> **DIRECTIONS FOR THIS TASK**:
Search the records for "info". Report every line where it occurs.

> **EXTRACTED RECORDS**:
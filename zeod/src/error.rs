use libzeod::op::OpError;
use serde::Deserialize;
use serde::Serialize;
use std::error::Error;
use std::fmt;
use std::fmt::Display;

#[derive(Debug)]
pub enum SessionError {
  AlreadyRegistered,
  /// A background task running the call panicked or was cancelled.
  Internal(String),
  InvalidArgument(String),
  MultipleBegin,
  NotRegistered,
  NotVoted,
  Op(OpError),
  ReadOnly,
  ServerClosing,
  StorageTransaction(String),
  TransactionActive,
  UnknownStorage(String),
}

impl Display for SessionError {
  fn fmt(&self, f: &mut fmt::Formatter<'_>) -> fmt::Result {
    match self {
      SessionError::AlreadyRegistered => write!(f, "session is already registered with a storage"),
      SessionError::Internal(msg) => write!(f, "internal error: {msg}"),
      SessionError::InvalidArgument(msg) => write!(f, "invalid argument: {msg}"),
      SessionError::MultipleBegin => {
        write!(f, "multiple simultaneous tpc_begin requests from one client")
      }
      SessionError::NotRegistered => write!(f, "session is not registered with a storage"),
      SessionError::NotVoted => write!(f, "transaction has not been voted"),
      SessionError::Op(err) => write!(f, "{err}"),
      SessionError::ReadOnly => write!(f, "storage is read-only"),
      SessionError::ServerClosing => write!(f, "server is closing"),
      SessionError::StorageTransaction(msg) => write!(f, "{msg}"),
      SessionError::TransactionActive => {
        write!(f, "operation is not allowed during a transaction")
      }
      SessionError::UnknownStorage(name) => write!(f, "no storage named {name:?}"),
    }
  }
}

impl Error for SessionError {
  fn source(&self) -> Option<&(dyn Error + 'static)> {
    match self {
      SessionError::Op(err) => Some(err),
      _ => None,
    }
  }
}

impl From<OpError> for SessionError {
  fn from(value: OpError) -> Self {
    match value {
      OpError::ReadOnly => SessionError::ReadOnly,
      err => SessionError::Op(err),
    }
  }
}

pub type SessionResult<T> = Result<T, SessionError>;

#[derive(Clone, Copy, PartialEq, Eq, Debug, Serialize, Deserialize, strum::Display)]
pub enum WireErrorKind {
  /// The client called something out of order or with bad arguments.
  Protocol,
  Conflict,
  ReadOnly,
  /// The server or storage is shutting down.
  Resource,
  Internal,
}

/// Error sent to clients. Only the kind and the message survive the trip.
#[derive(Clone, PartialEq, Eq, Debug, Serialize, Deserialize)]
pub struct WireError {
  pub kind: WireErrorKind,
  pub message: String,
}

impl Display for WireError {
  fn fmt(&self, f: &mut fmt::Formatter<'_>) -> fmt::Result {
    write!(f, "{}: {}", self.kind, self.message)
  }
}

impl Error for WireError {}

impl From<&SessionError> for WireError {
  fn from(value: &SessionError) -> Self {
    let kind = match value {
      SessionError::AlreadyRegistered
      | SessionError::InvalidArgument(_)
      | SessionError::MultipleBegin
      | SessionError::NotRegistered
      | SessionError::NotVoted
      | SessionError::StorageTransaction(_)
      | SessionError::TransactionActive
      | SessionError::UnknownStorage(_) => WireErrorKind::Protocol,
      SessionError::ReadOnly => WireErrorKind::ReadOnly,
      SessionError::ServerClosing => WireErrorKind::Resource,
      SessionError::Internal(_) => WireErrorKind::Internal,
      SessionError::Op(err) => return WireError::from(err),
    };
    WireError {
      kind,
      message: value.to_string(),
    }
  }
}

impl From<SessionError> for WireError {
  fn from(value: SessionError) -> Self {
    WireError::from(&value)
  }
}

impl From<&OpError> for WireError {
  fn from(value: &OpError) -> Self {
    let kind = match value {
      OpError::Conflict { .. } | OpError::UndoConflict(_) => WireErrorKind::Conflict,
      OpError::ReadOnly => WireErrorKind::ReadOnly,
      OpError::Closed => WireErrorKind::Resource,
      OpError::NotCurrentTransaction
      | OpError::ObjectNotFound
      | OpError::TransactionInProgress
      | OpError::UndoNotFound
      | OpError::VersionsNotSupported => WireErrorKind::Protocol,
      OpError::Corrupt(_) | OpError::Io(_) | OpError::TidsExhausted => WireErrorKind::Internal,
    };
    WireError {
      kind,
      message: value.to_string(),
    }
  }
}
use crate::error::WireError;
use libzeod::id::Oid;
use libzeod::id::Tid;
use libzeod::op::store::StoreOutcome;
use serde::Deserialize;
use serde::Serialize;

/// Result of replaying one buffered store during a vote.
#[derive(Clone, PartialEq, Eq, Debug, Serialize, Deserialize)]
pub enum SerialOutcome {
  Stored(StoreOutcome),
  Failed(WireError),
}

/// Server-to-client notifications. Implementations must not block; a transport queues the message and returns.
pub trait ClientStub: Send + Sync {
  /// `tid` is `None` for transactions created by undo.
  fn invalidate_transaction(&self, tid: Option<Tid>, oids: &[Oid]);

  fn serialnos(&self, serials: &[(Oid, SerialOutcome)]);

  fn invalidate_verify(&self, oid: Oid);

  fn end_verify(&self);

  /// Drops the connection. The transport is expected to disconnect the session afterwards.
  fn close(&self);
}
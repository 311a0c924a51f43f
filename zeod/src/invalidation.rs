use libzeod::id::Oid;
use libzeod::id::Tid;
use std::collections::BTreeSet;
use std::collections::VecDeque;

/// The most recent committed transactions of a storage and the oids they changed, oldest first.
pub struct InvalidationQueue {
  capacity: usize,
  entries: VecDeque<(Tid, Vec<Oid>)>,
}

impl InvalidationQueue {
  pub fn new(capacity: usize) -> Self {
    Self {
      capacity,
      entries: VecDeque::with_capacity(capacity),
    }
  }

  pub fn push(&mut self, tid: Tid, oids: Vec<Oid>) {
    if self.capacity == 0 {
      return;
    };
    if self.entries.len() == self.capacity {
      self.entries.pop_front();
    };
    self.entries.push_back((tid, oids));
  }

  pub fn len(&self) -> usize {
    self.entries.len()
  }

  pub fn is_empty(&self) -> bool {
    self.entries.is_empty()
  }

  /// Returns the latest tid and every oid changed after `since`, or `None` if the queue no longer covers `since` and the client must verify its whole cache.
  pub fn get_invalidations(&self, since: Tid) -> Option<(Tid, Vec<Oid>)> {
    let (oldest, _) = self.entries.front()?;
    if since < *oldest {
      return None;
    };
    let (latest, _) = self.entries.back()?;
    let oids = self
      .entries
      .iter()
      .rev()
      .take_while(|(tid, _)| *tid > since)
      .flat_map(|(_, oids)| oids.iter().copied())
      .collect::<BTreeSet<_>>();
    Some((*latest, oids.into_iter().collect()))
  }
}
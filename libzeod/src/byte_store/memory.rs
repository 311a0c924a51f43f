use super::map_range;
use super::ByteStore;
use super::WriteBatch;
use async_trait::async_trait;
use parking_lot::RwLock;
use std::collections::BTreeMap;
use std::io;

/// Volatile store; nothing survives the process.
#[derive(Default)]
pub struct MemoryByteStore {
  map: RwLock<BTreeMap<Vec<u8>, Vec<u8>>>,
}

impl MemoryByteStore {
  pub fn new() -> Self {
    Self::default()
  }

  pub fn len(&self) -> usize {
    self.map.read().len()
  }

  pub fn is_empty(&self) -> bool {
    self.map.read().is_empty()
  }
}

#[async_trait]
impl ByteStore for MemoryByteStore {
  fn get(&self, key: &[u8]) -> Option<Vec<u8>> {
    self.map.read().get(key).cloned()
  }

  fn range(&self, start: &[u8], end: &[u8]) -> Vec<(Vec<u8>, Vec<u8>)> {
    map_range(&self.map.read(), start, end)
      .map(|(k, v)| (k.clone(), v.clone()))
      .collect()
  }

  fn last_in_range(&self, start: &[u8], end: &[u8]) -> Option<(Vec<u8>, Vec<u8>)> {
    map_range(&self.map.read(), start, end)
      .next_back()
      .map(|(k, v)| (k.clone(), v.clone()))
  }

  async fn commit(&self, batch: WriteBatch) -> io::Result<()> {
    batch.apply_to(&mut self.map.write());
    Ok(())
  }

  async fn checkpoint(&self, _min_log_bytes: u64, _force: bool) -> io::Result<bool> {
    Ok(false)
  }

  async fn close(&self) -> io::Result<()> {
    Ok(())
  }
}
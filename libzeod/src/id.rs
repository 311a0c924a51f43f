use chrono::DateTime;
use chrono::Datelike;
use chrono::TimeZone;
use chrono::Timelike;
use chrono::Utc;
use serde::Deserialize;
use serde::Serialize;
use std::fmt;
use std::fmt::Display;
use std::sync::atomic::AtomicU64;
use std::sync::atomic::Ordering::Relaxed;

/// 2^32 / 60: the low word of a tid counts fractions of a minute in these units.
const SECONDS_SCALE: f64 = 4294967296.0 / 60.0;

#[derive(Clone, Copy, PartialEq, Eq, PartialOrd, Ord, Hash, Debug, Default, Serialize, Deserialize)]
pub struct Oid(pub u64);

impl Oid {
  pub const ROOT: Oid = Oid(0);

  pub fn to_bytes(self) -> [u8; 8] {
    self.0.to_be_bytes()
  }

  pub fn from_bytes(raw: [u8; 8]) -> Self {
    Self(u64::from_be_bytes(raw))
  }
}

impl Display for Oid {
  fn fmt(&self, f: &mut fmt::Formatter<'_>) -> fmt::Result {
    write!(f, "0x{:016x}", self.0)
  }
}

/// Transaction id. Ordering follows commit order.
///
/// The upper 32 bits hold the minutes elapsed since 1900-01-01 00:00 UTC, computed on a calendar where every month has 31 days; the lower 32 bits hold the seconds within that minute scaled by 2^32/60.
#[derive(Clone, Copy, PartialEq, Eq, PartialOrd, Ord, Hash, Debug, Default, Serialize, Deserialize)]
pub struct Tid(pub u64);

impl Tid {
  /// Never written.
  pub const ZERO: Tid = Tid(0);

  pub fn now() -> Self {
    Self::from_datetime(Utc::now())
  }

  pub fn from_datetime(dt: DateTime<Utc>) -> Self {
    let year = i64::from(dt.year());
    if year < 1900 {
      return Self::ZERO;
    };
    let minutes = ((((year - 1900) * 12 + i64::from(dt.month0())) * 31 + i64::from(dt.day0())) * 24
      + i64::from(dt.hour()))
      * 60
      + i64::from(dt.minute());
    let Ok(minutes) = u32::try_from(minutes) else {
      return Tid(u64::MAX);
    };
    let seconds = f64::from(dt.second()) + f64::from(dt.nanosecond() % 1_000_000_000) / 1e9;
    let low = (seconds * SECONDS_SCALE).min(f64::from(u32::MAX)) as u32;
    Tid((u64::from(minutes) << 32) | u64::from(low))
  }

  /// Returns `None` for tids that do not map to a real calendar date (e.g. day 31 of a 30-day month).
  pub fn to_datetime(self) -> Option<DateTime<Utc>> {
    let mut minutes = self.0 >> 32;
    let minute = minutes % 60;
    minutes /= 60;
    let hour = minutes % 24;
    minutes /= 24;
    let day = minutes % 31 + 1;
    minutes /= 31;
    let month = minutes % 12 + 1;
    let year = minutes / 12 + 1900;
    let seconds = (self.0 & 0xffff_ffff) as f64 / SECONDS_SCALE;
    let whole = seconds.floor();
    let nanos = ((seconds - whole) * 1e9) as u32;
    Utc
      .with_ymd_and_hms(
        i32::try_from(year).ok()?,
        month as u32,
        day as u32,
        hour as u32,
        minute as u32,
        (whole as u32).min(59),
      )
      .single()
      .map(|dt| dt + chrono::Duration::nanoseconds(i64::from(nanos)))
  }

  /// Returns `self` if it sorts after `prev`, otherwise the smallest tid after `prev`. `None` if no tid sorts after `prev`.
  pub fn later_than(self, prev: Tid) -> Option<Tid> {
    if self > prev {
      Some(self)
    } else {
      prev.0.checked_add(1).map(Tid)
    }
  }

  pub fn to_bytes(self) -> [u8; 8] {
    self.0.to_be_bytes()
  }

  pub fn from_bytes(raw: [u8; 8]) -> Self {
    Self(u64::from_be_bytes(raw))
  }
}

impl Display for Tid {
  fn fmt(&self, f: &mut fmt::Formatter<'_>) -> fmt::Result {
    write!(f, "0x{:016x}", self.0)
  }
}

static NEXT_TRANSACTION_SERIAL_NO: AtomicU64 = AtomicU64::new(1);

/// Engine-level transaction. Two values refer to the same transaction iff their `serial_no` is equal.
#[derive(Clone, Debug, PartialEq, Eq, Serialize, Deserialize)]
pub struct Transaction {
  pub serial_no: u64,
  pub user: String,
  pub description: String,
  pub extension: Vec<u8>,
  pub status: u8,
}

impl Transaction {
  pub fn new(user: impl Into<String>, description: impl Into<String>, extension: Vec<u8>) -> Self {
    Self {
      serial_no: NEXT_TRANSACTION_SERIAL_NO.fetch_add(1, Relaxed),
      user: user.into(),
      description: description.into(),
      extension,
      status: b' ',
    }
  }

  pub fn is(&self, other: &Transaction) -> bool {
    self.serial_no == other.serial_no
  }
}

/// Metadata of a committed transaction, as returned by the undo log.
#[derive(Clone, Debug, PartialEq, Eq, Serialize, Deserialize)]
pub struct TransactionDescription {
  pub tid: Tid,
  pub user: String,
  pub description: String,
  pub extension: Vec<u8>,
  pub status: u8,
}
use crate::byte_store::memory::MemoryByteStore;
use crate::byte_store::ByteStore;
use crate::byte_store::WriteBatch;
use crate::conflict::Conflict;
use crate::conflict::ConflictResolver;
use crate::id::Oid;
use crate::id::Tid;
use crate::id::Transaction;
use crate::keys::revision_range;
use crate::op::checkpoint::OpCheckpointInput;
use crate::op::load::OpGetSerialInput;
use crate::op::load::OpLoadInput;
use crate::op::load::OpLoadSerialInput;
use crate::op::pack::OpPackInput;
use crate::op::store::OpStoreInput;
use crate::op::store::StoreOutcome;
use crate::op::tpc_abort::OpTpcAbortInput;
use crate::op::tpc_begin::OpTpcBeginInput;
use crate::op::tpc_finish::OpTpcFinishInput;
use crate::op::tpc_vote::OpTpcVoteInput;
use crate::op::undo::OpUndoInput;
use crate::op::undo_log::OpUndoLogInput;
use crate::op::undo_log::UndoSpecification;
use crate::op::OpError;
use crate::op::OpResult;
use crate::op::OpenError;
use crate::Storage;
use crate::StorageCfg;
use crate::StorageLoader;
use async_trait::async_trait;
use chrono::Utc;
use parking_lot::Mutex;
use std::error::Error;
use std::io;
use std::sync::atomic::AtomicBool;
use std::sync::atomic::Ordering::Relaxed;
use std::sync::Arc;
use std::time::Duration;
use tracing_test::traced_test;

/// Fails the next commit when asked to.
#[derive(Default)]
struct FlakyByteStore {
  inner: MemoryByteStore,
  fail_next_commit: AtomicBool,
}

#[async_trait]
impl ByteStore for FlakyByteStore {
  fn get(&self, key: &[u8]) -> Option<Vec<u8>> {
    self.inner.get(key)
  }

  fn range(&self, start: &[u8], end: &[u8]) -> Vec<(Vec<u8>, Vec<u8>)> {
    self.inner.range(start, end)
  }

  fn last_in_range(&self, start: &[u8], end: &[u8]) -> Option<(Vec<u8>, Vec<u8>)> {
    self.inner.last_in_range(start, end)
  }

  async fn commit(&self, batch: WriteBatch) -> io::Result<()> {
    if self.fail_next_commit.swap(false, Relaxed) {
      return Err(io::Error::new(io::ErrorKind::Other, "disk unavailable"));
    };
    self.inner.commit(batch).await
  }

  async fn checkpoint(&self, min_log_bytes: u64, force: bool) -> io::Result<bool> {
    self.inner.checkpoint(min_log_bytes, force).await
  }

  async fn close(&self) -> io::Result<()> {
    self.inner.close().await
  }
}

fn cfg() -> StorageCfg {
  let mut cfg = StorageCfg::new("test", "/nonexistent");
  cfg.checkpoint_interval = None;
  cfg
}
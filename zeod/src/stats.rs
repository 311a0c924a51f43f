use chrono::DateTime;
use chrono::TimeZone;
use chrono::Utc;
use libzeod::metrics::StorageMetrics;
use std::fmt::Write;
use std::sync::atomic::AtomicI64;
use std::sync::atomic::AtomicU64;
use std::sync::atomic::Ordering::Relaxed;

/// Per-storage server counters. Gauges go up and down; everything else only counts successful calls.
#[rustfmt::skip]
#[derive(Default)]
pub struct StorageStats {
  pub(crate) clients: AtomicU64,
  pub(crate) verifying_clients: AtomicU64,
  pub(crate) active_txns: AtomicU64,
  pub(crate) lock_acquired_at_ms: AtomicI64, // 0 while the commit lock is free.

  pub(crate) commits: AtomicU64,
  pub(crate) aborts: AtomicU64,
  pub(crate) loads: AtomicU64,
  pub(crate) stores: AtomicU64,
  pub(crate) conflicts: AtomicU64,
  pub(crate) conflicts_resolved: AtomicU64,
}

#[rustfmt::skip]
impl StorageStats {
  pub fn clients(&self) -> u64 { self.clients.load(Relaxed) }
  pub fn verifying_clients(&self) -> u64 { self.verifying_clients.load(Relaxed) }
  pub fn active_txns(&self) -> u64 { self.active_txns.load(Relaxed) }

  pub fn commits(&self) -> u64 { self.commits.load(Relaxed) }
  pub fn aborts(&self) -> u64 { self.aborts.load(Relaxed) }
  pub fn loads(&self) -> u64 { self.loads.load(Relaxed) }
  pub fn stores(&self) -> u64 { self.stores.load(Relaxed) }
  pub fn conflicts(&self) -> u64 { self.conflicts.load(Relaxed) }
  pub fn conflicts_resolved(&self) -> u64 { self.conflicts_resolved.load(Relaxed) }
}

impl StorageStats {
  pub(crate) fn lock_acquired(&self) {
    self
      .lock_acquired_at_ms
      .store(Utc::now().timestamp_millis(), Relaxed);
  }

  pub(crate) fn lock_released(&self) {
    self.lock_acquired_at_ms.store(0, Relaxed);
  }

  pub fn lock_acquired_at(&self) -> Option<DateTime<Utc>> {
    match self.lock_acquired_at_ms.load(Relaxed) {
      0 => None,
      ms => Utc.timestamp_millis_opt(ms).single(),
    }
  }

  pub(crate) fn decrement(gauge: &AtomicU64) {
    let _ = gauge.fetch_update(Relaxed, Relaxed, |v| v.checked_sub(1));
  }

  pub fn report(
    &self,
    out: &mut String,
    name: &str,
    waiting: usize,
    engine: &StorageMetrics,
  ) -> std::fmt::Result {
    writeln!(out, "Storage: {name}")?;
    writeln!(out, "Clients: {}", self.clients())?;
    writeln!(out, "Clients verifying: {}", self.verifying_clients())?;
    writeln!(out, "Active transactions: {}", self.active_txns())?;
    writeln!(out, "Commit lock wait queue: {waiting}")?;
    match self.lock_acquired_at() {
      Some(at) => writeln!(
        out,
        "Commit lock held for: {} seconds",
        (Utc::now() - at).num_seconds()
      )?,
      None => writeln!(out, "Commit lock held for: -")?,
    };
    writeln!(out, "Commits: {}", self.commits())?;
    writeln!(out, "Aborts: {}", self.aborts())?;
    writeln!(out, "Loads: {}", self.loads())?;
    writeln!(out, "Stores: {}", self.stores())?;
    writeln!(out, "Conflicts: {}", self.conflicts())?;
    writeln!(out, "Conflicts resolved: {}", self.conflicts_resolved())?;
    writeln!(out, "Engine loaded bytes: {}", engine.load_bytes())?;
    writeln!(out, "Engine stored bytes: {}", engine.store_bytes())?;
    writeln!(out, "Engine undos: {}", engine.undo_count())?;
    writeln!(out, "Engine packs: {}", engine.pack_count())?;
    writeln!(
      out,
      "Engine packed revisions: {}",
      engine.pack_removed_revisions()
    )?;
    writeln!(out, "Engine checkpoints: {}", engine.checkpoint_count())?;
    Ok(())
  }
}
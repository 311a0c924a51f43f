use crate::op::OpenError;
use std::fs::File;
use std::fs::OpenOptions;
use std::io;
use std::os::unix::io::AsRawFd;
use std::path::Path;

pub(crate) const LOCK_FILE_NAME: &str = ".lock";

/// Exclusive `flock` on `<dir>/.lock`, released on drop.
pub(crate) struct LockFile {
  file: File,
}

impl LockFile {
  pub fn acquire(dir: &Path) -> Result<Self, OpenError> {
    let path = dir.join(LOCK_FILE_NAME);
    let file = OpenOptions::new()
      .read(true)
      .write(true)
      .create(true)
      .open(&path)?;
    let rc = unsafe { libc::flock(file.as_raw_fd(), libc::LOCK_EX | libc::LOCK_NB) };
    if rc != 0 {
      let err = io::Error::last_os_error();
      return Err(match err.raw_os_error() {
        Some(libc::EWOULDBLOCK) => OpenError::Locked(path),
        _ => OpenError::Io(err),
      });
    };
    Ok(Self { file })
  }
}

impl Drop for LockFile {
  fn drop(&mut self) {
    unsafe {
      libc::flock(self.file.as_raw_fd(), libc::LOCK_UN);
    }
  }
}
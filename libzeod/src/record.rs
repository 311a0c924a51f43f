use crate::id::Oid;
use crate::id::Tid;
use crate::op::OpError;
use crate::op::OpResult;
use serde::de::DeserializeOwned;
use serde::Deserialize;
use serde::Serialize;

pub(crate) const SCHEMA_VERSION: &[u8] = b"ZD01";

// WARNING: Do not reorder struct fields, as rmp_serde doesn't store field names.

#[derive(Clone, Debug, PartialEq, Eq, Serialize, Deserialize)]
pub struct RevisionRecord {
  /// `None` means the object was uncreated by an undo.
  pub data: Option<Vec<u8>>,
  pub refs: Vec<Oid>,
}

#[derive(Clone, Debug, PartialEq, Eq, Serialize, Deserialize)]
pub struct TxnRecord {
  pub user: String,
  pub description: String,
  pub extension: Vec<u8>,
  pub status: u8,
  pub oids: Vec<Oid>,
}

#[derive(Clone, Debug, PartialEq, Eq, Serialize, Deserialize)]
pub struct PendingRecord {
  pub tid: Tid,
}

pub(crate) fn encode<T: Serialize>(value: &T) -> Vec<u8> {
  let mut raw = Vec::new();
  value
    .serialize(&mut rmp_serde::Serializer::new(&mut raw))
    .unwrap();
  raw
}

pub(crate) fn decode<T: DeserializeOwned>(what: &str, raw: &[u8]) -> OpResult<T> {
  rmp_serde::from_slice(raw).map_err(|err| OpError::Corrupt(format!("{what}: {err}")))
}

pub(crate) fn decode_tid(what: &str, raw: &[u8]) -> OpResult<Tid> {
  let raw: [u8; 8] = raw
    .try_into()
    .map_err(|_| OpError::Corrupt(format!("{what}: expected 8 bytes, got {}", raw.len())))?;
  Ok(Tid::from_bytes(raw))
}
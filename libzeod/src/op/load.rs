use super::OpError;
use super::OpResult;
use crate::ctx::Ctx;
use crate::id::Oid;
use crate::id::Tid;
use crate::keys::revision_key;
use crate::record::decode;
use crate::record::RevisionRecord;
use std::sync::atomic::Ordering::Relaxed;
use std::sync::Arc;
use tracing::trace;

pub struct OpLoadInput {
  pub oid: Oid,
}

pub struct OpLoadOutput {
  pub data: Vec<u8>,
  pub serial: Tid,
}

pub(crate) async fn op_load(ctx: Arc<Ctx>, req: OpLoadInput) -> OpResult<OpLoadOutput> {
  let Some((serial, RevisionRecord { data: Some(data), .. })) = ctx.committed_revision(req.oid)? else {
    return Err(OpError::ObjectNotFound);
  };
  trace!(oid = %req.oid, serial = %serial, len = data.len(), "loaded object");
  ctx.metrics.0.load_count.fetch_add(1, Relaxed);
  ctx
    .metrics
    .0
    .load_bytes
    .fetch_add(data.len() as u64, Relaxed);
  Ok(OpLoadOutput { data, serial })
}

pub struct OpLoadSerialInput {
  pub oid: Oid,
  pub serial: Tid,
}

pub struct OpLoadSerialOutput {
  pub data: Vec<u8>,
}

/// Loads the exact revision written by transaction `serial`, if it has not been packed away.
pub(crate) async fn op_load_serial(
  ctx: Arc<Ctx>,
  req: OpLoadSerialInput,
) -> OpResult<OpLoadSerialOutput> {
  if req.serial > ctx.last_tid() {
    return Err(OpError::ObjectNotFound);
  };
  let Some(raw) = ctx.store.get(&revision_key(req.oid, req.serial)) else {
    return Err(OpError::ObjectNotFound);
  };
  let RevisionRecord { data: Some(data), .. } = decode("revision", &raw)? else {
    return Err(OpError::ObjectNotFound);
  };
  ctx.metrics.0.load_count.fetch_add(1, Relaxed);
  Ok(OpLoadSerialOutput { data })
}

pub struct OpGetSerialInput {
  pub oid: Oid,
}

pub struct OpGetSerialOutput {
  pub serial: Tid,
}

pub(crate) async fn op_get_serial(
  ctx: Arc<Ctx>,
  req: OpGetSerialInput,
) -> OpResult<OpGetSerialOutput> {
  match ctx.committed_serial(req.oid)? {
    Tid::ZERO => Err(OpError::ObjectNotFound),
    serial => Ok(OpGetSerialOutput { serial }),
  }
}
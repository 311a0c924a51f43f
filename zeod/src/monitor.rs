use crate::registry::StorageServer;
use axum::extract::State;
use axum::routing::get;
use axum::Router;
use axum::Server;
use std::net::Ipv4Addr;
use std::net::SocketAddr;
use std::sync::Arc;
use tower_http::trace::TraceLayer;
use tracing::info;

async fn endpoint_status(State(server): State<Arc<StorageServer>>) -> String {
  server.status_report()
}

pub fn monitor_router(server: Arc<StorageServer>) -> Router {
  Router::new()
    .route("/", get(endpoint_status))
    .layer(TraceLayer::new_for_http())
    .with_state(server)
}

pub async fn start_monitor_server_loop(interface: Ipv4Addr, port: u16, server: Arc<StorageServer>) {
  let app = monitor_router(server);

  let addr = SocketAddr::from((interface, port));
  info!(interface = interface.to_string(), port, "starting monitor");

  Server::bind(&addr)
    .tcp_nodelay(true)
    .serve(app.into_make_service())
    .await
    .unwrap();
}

> **ANSWER FOR THE TASK**:
use tracing::info;
  info!(interface = interface.to_string(), port, "starting monitor");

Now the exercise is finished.